Marketers are well aware of the growing trend toward cord-cutting, and the rise in dominance of ad-free, subscription-based streaming content, but nScreenMedia's insights pinpoint a fairly stark dollar amount in terms of the missed revenue opportunities for TV networks and brands. With the value of TV advertising totaling $72 billion in 2017, Netflix viewers alone took away 4% to 8% of that potential money-making ad opportunity, the publication found. This is having major effects on TV networks who survive off ad revenue, as well as brands that might see declining ROI on their TV ad efforts.
The number of pay TV subscribers continues to fall, as more consumers cut or trim the cord and forego cable for alternatives like Netflix and digital video on sites like YouTube. In 2017, TV ad sales fell 7.8% to $61.8 billion, marking the steepest decline in at least the past two decades outside of a recession, according to recent data from Magna Global. At the same time, sales at cable networks declined for the first time in almost 10 years. Besides cyclical live TV events like the Super Bowl, Winter Olympics and the U.S. midterm elections, it doesn't appear that ad sales will rebound much — if at all — in the future, and analysts expect the TV ad space might never recover to its previous peaks, Bloomberg reported around the Magna Global news.
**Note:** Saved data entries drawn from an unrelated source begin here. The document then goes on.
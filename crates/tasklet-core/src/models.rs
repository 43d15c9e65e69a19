use chrono::{DateTime, Utc};
use serde::{Deserialize, Serialize};
use uuid::Uuid;
use zeroize::ZeroizeOnDrop;

#[derive(Debug, Clone, PartialEq, Eq, Serialize, Deserialize)]
pub struct Task {
    pub id: Uuid,
    pub description: String,
    pub is_complete: bool,
    pub created_at: DateTime<Utc>,
    /// Owner of the task; only set when sync is enabled.
    pub user_id: Option<String>,
}

impl Task {
    /// A fresh, incomplete task stamped with the current time.
    pub fn generate(user_id: Option<String>, description: impl Into<String>) -> Self {
        Self {
            id: Uuid::new_v4(),
            description: description.into(),
            is_complete: false,
            created_at: Utc::now(),
            user_id,
        }
    }

    pub fn toggle(&mut self) {
        self.is_complete = !self.is_complete;
    }

    /// First eight characters of the id, as shown in listings.
    pub fn short_id(&self) -> String {
        self.id.to_string()[..8].to_string()
    }
}

/// Authentication provider a user signed in with.
#[derive(Debug, Clone, Copy, PartialEq, Eq, Serialize, Deserialize, Default)]
pub enum ProviderType {
    #[serde(rename = "anon-user")]
    AnonUser,
    #[default]
    #[serde(rename = "local-userpass")]
    LocalUserpass,
    #[serde(other)]
    Other,
}

impl ProviderType {
    pub fn as_str(&self) -> &'static str {
        match self {
            ProviderType::AnonUser => "anon-user",
            ProviderType::LocalUserpass => "local-userpass",
            ProviderType::Other => "other",
        }
    }
}

/// A user returned by the authentication backend.
///
/// Session tokens are wiped from memory when the value is dropped.
#[derive(Clone, Serialize, Deserialize, ZeroizeOnDrop)]
pub struct User {
    #[zeroize(skip)]
    pub id: String,
    #[zeroize(skip)]
    pub provider_type: ProviderType,
    #[zeroize(skip)]
    #[serde(default)]
    pub email: Option<String>,
    #[serde(default)]
    pub access_token: String,
    #[serde(default)]
    pub refresh_token: String,
}

impl User {
    pub fn is_anonymous(&self) -> bool {
        self.provider_type == ProviderType::AnonUser
    }

    /// Label shown next to "Logged in as".
    pub fn display_name(&self) -> String {
        if self.is_anonymous() {
            "Anonymous".to_string()
        } else {
            self.email.clone().unwrap_or_else(|| self.id.clone())
        }
    }
}

impl std::fmt::Debug for User {
    fn fmt(&self, f: &mut std::fmt::Formatter<'_>) -> std::fmt::Result {
        f.debug_struct("User")
            .field("id", &self.id)
            .field("provider_type", &self.provider_type)
            .field("email", &self.email)
            .finish_non_exhaustive()
    }
}

impl PartialEq for User {
    fn eq(&self, other: &Self) -> bool {
        self.id == other.id && self.provider_type == other.provider_type
    }
}

/// What the login screen shows.
#[derive(Debug, Clone, Copy, PartialEq, Eq, Default)]
pub enum AuthState {
    #[default]
    None,
    Loading,
    LoginError,
    RegisterError,
}

#[cfg(test)]
mod tests {
    use super::*;

    fn user(provider_type: ProviderType, email: Option<&str>) -> User {
        User {
            id: "6151e4e6c4b2a1f0a1b2c3d4".to_string(),
            provider_type,
            email: email.map(str::to_string),
            access_token: "access".to_string(),
            refresh_token: "refresh".to_string(),
        }
    }

    #[test]
    fn test_task_generate_creates_incomplete_task() {
        let before = Utc::now();
        let task = Task::generate(None, "Buy milk");

        assert_eq!(task.description, "Buy milk");
        assert!(!task.is_complete);
        assert!(task.user_id.is_none());
        assert!(task.created_at >= before);
        assert!(task.created_at <= Utc::now());
    }

    #[test]
    fn test_task_generate_with_owner() {
        let task = Task::generate(Some("user-1".to_string()), "Water plants");
        assert_eq!(task.user_id.as_deref(), Some("user-1"));
    }

    #[test]
    fn test_toggle_only_flips_completion() {
        let original = Task::generate(Some("user-1".to_string()), "Walk the dog");
        let mut task = original.clone();

        task.toggle();
        assert!(task.is_complete);
        assert_eq!(task.id, original.id);
        assert_eq!(task.description, original.description);
        assert_eq!(task.created_at, original.created_at);
        assert_eq!(task.user_id, original.user_id);

        task.toggle();
        assert_eq!(task, original);
    }

    #[test]
    fn test_display_name() {
        assert_eq!(user(ProviderType::AnonUser, None).display_name(), "Anonymous");
        assert_eq!(
            user(ProviderType::LocalUserpass, Some("ada@example.com")).display_name(),
            "ada@example.com"
        );
        assert_eq!(
            user(ProviderType::LocalUserpass, None).display_name(),
            "6151e4e6c4b2a1f0a1b2c3d4"
        );
    }

    #[test]
    fn test_provider_type_serde() {
        let anon: ProviderType = serde_json::from_str("\"anon-user\"").unwrap();
        assert_eq!(anon, ProviderType::AnonUser);
        let other: ProviderType = serde_json::from_str("\"oauth2-google\"").unwrap();
        assert_eq!(other, ProviderType::Other);
        assert_eq!(
            serde_json::to_string(&ProviderType::LocalUserpass).unwrap(),
            "\"local-userpass\""
        );
    }

    #[test]
    fn test_user_debug_hides_tokens() {
        let rendered = format!("{:?}", user(ProviderType::LocalUserpass, Some("a@b.c")));
        assert!(!rendered.contains("access"));
        assert!(!rendered.contains("refresh"));
        assert!(rendered.contains("a@b.c"));
    }

    #[test]
    fn test_auth_state_default() {
        assert_eq!(AuthState::default(), AuthState::None);
    }
}
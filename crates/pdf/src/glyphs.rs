//! Glyph names to Unicode, for fonts that remap codes with `/Differences`.

use phf::phf_map;

/// Names from the Adobe Glyph List that appear in the standard one-byte
/// encodings, plus the Latin ligatures.
static GLYPHS: phf::Map<&'static str, char> = phf_map! {
    "A" => 'A',
    "AE" => '\u{00C6}',
    "Aacute" => '\u{00C1}',
    "Acircumflex" => '\u{00C2}',
    "Adieresis" => '\u{00C4}',
    "Agrave" => '\u{00C0}',
    "Alpha" => '\u{0391}',
    "Aring" => '\u{00C5}',
    "Atilde" => '\u{00C3}',
    "B" => 'B',
    "Beta" => '\u{0392}',
    "C" => 'C',
    "Ccedilla" => '\u{00C7}',
    "Chi" => '\u{03A7}',
    "D" => 'D',
    "Delta" => '\u{2206}',
    "E" => 'E',
    "Eacute" => '\u{00C9}',
    "Ecircumflex" => '\u{00CA}',
    "Edieresis" => '\u{00CB}',
    "Egrave" => '\u{00C8}',
    "Epsilon" => '\u{0395}',
    "Eta" => '\u{0397}',
    "Eth" => '\u{00D0}',
    "Euro" => '\u{20AC}',
    "F" => 'F',
    "G" => 'G',
    "Gamma" => '\u{0393}',
    "H" => 'H',
    "I" => 'I',
    "Iacute" => '\u{00CD}',
    "Icircumflex" => '\u{00CE}',
    "Idieresis" => '\u{00CF}',
    "Ifraktur" => '\u{2111}',
    "Igrave" => '\u{00CC}',
    "Iota" => '\u{0399}',
    "J" => 'J',
    "K" => 'K',
    "Kappa" => '\u{039A}',
    "L" => 'L',
    "Lambda" => '\u{039B}',
    "Lslash" => '\u{0141}',
    "M" => 'M',
    "Mu" => '\u{039C}',
    "N" => 'N',
    "Ntilde" => '\u{00D1}',
    "Nu" => '\u{039D}',
    "O" => 'O',
    "OE" => '\u{0152}',
    "Oacute" => '\u{00D3}',
    "Ocircumflex" => '\u{00D4}',
    "Odieresis" => '\u{00D6}',
    "Ograve" => '\u{00D2}',
    "Omega" => '\u{2126}',
    "Omicron" => '\u{039F}',
    "Oslash" => '\u{00D8}',
    "Otilde" => '\u{00D5}',
    "P" => 'P',
    "Phi" => '\u{03A6}',
    "Pi" => '\u{03A0}',
    "Psi" => '\u{03A8}',
    "Q" => 'Q',
    "R" => 'R',
    "Rfraktur" => '\u{211C}',
    "Rho" => '\u{03A1}',
    "S" => 'S',
    "Scaron" => '\u{0160}',
    "Sigma" => '\u{03A3}',
    "T" => 'T',
    "Tau" => '\u{03A4}',
    "Theta" => '\u{0398}',
    "Thorn" => '\u{00DE}',
    "U" => 'U',
    "Uacute" => '\u{00DA}',
    "Ucircumflex" => '\u{00DB}',
    "Udieresis" => '\u{00DC}',
    "Ugrave" => '\u{00D9}',
    "Upsilon" => '\u{03A5}',
    "Upsilon1" => '\u{03D2}',
    "V" => 'V',
    "W" => 'W',
    "X" => 'X',
    "Xi" => '\u{039E}',
    "Y" => 'Y',
    "Yacute" => '\u{00DD}',
    "Ydieresis" => '\u{0178}',
    "Z" => 'Z',
    "Zcaron" => '\u{017D}',
    "Zeta" => '\u{0396}',
    "a" => 'a',
    "aacute" => '\u{00E1}',
    "acircumflex" => '\u{00E2}',
    "acute" => '\u{00B4}',
    "adieresis" => '\u{00E4}',
    "ae" => '\u{00E6}',
    "agrave" => '\u{00E0}',
    "aleph" => '\u{2135}',
    "alpha" => '\u{03B1}',
    "ampersand" => '&',
    "angle" => '\u{2220}',
    "angleleft" => '\u{2329}',
    "angleright" => '\u{232A}',
    "approxequal" => '\u{2248}',
    "aring" => '\u{00E5}',
    "arrowboth" => '\u{2194}',
    "arrowdblboth" => '\u{21D4}',
    "arrowdbldown" => '\u{21D3}',
    "arrowdblleft" => '\u{21D0}',
    "arrowdblright" => '\u{21D2}',
    "arrowdblup" => '\u{21D1}',
    "arrowdown" => '\u{2193}',
    "arrowleft" => '\u{2190}',
    "arrowright" => '\u{2192}',
    "arrowup" => '\u{2191}',
    "arrowvertex" => '\u{2195}',
    "asciicircum" => '^',
    "asciitilde" => '~',
    "asterisk" => '*',
    "asteriskmath" => '\u{2217}',
    "at" => '@',
    "atilde" => '\u{00E3}',
    "b" => 'b',
    "backslash" => '\u{005C}',
    "bar" => '|',
    "beta" => '\u{03B2}',
    "braceex" => '|',
    "braceleft" => '{',
    "braceleftmid" => '|',
    "braceright" => '}',
    "bracerightmid" => '\u{2016}',
    "bracketleft" => '[',
    "bracketright" => ']',
    "breve" => '\u{02D8}',
    "brokenbar" => '\u{00A6}',
    "bullet" => '\u{2022}',
    "c" => 'c',
    "caron" => '\u{02C7}',
    "carriagereturn" => '\u{21B5}',
    "ccedilla" => '\u{00E7}',
    "cedilla" => '\u{00B8}',
    "cent" => '\u{00A2}',
    "chi" => '\u{03C7}',
    "circlemultiply" => '\u{2297}',
    "circleplus" => '\u{2295}',
    "circumflex" => '\u{02C6}',
    "club" => '\u{2663}',
    "colon" => ':',
    "colonmonetary" => '\u{20A1}',
    "comma" => ',',
    "congruent" => '\u{2245}',
    "copyright" => '\u{00A9}',
    "currency" => '\u{00A4}',
    "d" => 'd',
    "dagger" => '\u{2020}',
    "daggerdbl" => '\u{2021}',
    "degree" => '\u{00B0}',
    "delta" => '\u{03B4}',
    "diamond" => '\u{2662}',
    "dieresis" => '\u{00A8}',
    "divide" => '\u{00F7}',
    "dollar" => '$',
    "dotaccent" => '\u{02D9}',
    "dotlessi" => '\u{0131}',
    "dotmath" => '\u{22C5}',
    "e" => 'e',
    "eacute" => '\u{00E9}',
    "ecircumflex" => '\u{00EA}',
    "edieresis" => '\u{00EB}',
    "egrave" => '\u{00E8}',
    "eight" => '8',
    "eightinferior" => '\u{2088}',
    "eightsuperior" => '\u{2078}',
    "element" => '\u{2208}',
    "ellipsis" => '\u{2026}',
    "emdash" => '\u{2014}',
    "emptyset" => '\u{2205}',
    "endash" => '\u{2013}',
    "epsilon" => '\u{03B5}',
    "equal" => '=',
    "equivalence" => '\u{2261}',
    "eta" => '\u{03B7}',
    "eth" => '\u{00F0}',
    "exclam" => '!',
    "exclamdown" => '\u{00A1}',
    "existential" => '\u{2203}',
    "f" => 'f',
    "ff" => '\u{FB00}',
    "ffi" => '\u{FB03}',
    "ffl" => '\u{FB04}',
    "fi" => '\u{FB01}',
    "figuredash" => '\u{2012}',
    "five" => '5',
    "fiveeighths" => '\u{215D}',
    "fiveinferior" => '\u{2085}',
    "fivesuperior" => '\u{2075}',
    "fl" => '\u{FB02}',
    "florin" => '\u{0192}',
    "four" => '4',
    "fourinferior" => '\u{2084}',
    "foursuperior" => '\u{2074}',
    "fraction" => '\u{2044}',
    "g" => 'g',
    "gamma" => '\u{03B3}',
    "germandbls" => '\u{00DF}',
    "gradient" => '\u{2207}',
    "grave" => '`',
    "greater" => '>',
    "greaterequal" => '\u{2265}',
    "guillemotleft" => '\u{00AB}',
    "guillemotright" => '\u{00BB}',
    "guilsinglleft" => '\u{2039}',
    "guilsinglright" => '\u{203A}',
    "h" => 'h',
    "heart" => '\u{2661}',
    "hungarumlaut" => '\u{02DD}',
    "hyphen" => '-',
    "i" => 'i',
    "iacute" => '\u{00ED}',
    "icircumflex" => '\u{00EE}',
    "idieresis" => '\u{00EF}',
    "igrave" => '\u{00EC}',
    "infinity" => '\u{221E}',
    "integral" => '\u{222B}',
    "integralbt" => '\u{2321}',
    "integraltp" => '\u{2320}',
    "intersection" => '\u{2229}',
    "iota" => '\u{03B9}',
    "j" => 'j',
    "k" => 'k',
    "kappa" => '\u{03BA}',
    "l" => 'l',
    "lambda" => '\u{03BB}',
    "less" => '<',
    "lessequal" => '\u{2264}',
    "logicaland" => '\u{2227}',
    "logicalnot" => '\u{00AC}',
    "logicalor" => '\u{2228}',
    "lozenge" => '\u{25CA}',
    "lslash" => '\u{0142}',
    "m" => 'm',
    "macron" => '\u{00AF}',
    "minus" => '\u{2212}',
    "minute" => '\u{2032}',
    "mu" => '\u{00B5}',
    "multiply" => '\u{00D7}',
    "n" => 'n',
    "nbspace" => '\u{00A0}',
    "nine" => '9',
    "nineinferior" => '\u{2089}',
    "ninesuperior" => '\u{2079}',
    "notelement" => '\u{2209}',
    "notequal" => '\u{2260}',
    "notsubset" => '\u{2284}',
    "nsuperior" => '\u{207F}',
    "ntilde" => '\u{00F1}',
    "nu" => '\u{03BD}',
    "numbersign" => '#',
    "o" => 'o',
    "oacute" => '\u{00F3}',
    "ocircumflex" => '\u{00F4}',
    "odieresis" => '\u{00F6}',
    "oe" => '\u{0153}',
    "ogonek" => '\u{02DB}',
    "ograve" => '\u{00F2}',
    "omega" => '\u{03C9}',
    "omega1" => '\u{03D6}',
    "omicron" => '\u{03BF}',
    "one" => '1',
    "onedotenleader" => '\u{2024}',
    "oneeighth" => '\u{215B}',
    "onehalf" => '\u{00BD}',
    "oneinferior" => '\u{2081}',
    "onequarter" => '\u{00BC}',
    "onesuperior" => '\u{00B9}',
    "onethird" => '\u{2153}',
    "ordfeminine" => '\u{00AA}',
    "ordmasculine" => '\u{00BA}',
    "oslash" => '\u{00F8}',
    "otilde" => '\u{00F5}',
    "p" => 'p',
    "paragraph" => '\u{00B6}',
    "parenleft" => '(',
    "parenleftex" => '|',
    "parenleftinferior" => '\u{208D}',
    "parenleftsuperior" => '\u{207D}',
    "parenright" => ')',
    "parenrightex" => '|',
    "parenrightinferior" => '\u{208E}',
    "parenrightsuperior" => '\u{207E}',
    "partialdiff" => '\u{2202}',
    "percent" => '%',
    "period" => '.',
    "periodcentered" => '\u{00B7}',
    "perpendicular" => '\u{22A5}',
    "perthousand" => '\u{2030}',
    "phi" => '\u{03C6}',
    "phi2" => '\u{03D5}',
    "pi" => '\u{03C0}',
    "plus" => '+',
    "plusminus" => '\u{00B1}',
    "product" => '\u{220F}',
    "propersubset" => '\u{2282}',
    "propersuperset" => '\u{2283}',
    "proportional" => '\u{221D}',
    "psi" => '\u{03C8}',
    "q" => 'q',
    "question" => '?',
    "questiondown" => '\u{00BF}',
    "quotedbl" => '"',
    "quotedblbase" => '\u{201E}',
    "quotedblleft" => '\u{201C}',
    "quotedblright" => '\u{201D}',
    "quoteleft" => '\u{2018}',
    "quoteright" => '\u{2019}',
    "quotesinglbase" => '\u{201A}',
    "quotesingle" => '\u{0027}',
    "r" => 'r',
    "radical" => '\u{221A}',
    "reflexsubset" => '\u{2286}',
    "reflexsuperset" => '\u{2287}',
    "registered" => '\u{00AE}',
    "rho" => '\u{03C1}',
    "ring" => '\u{02DA}',
    "s" => 's',
    "scaron" => '\u{0161}',
    "second" => '\u{2033}',
    "section" => '\u{00A7}',
    "semicolon" => ';',
    "seven" => '7',
    "seveneighths" => '\u{215E}',
    "seveninferior" => '\u{2087}',
    "sevensuperior" => '\u{2077}',
    "sfthyphen" => '\u{00AD}',
    "sigma" => '\u{03C3}',
    "sigma1" => '\u{03C2}',
    "similar" => '\u{223C}',
    "six" => '6',
    "sixinferior" => '\u{2086}',
    "sixsuperior" => '\u{2076}',
    "slash" => '/',
    "space" => '\u{0020}',
    "spade" => '\u{2660}',
    "sterling" => '\u{00A3}',
    "suchthat" => '\u{220B}',
    "summation" => '\u{2211}',
    "t" => 't',
    "tau" => '\u{03C4}',
    "therefore" => '\u{2234}',
    "theta" => '\u{03B8}',
    "theta1" => '\u{03D1}',
    "thorn" => '\u{00FE}',
    "three" => '3',
    "threeeighths" => '\u{215C}',
    "threeinferior" => '\u{2083}',
    "threequarters" => '\u{00BE}',
    "threesuperior" => '\u{00B3}',
    "tilde" => '\u{02DC}',
    "trademark" => '\u{2122}',
    "two" => '2',
    "twodotenleader" => '\u{2025}',
    "twoinferior" => '\u{2082}',
    "twosuperior" => '\u{00B2}',
    "twothirds" => '\u{2154}',
    "u" => 'u',
    "uacute" => '\u{00FA}',
    "ucircumflex" => '\u{00FB}',
    "udieresis" => '\u{00FC}',
    "ugrave" => '\u{00F9}',
    "underscore" => '_',
    "union" => '\u{222A}',
    "universal" => '\u{2200}',
    "upsilon" => '\u{03C5}',
    "v" => 'v',
    "w" => 'w',
    "weierstrass" => '\u{2118}',
    "x" => 'x',
    "xi" => '\u{03BE}',
    "y" => 'y',
    "yacute" => '\u{00FD}',
    "ydieresis" => '\u{00FF}',
    "yen" => '\u{00A5}',
    "z" => 'z',
    "zcaron" => '\u{017E}',
    "zero" => '0',
    "zeroinferior" => '\u{2080}',
    "zerosuperior" => '\u{2070}',
    "zeta" => '\u{03B6}',
};

/// Resolve a glyph name such as `eacute`, `uni00E9` or `u1F600`.
///
/// Suffixes after a period (`a.sc`, `one.oldstyle`) are ignored.
pub fn glyph_to_char(name: &str) -> Option<char> {
    let base = name.split('.').next().unwrap_or(name);

    if let Some(&c) = GLYPHS.get(base) {
        return Some(c);
    }

    if let Some(hex) = base.strip_prefix("uni").filter(|h| h.len() == 4) {
        return u32::from_str_radix(hex, 16).ok().and_then(char::from_u32);
    }

    if let Some(hex) = base.strip_prefix('u').filter(|h| (4..=6).contains(&h.len())) {
        return u32::from_str_radix(hex, 16).ok().and_then(char::from_u32);
    }

    log::debug!("unknown glyph name '{name}'");
    None
}
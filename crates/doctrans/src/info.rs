use std::path::PathBuf;

use colored::Colorize;

use crate::prelude::{eprintln, println, *};

#[derive(Debug, clap::Parser)]
#[command(name = "info")]
#[command(about = "Show page count and document metadata")]
pub struct App {
    /// Path to the PDF
    path: PathBuf,

    /// Output as JSON
    #[clap(long)]
    json: bool,
}

pub async fn run(app: App, global: crate::Global) -> Result<()> {
    if global.verbose {
        eprintln!("Reading {}", app.path.display());
    }

    let bytes = tokio::fs::read(&app.path)
        .await
        .map_err(|e| Error::DocumentRead(f!("{}: {}", app.path.display(), e)))?;

    let info = tokio::task::spawn_blocking(move || pdf::info(&bytes).map_err(Error::from)).await??;

    if app.json {
        println!("{}", serde_json::to_string_pretty(&info)?);
        return Ok(());
    }

    let mut table = new_table();
    table.add_row(prettytable::row!["Pages".bold().cyan(), info.page_count]);
    for (key, value) in &info.metadata {
        table.add_row(prettytable::row![key.bold().cyan(), value]);
    }
    table.printstd();

    Ok(())
}
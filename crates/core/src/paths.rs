//! Output file naming.

use std::path::{Path, PathBuf};

/// Directory translated documents are written to by default.
pub const DEFAULT_OUTPUT_DIR: &str = "PDFoutput";

const SUFFIX: &str = "_translated";
const DEFAULT_EXTENSION: &str = "pdf";

/// `<output_dir>/<basename>_translated.<ext>` for `input`.
///
/// The extension of the input is kept; inputs without one get `.pdf`.
pub fn translated_output_path(input: &Path, output_dir: &Path) -> PathBuf {
    let stem = input
        .file_stem()
        .map(|s| s.to_string_lossy().into_owned())
        .filter(|s| !s.is_empty())
        .unwrap_or_else(|| "document".to_string());

    let extension = input
        .extension()
        .map(|e| e.to_string_lossy().into_owned())
        .filter(|e| !e.is_empty())
        .unwrap_or_else(|| DEFAULT_EXTENSION.to_string());

    output_dir.join(format!("{stem}{SUFFIX}.{extension}"))
}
The portion of subscribers to both pay TV and Netflix are equal at 73%, according to a recent survey by PwC. Among respondents, 46% reported registering for at least one new streaming service within the past six months. However, the growing number of streaming services, which include Netflix, Amazon Prime Video and Hulu, is starting to overwhelm consumers. PwC found that 75% of respondents said they couldn't handle having more than four streaming services in addition to pay TV, and most reported only watching two streaming services regularly, signaling that the market may reach a saturation point in the near future.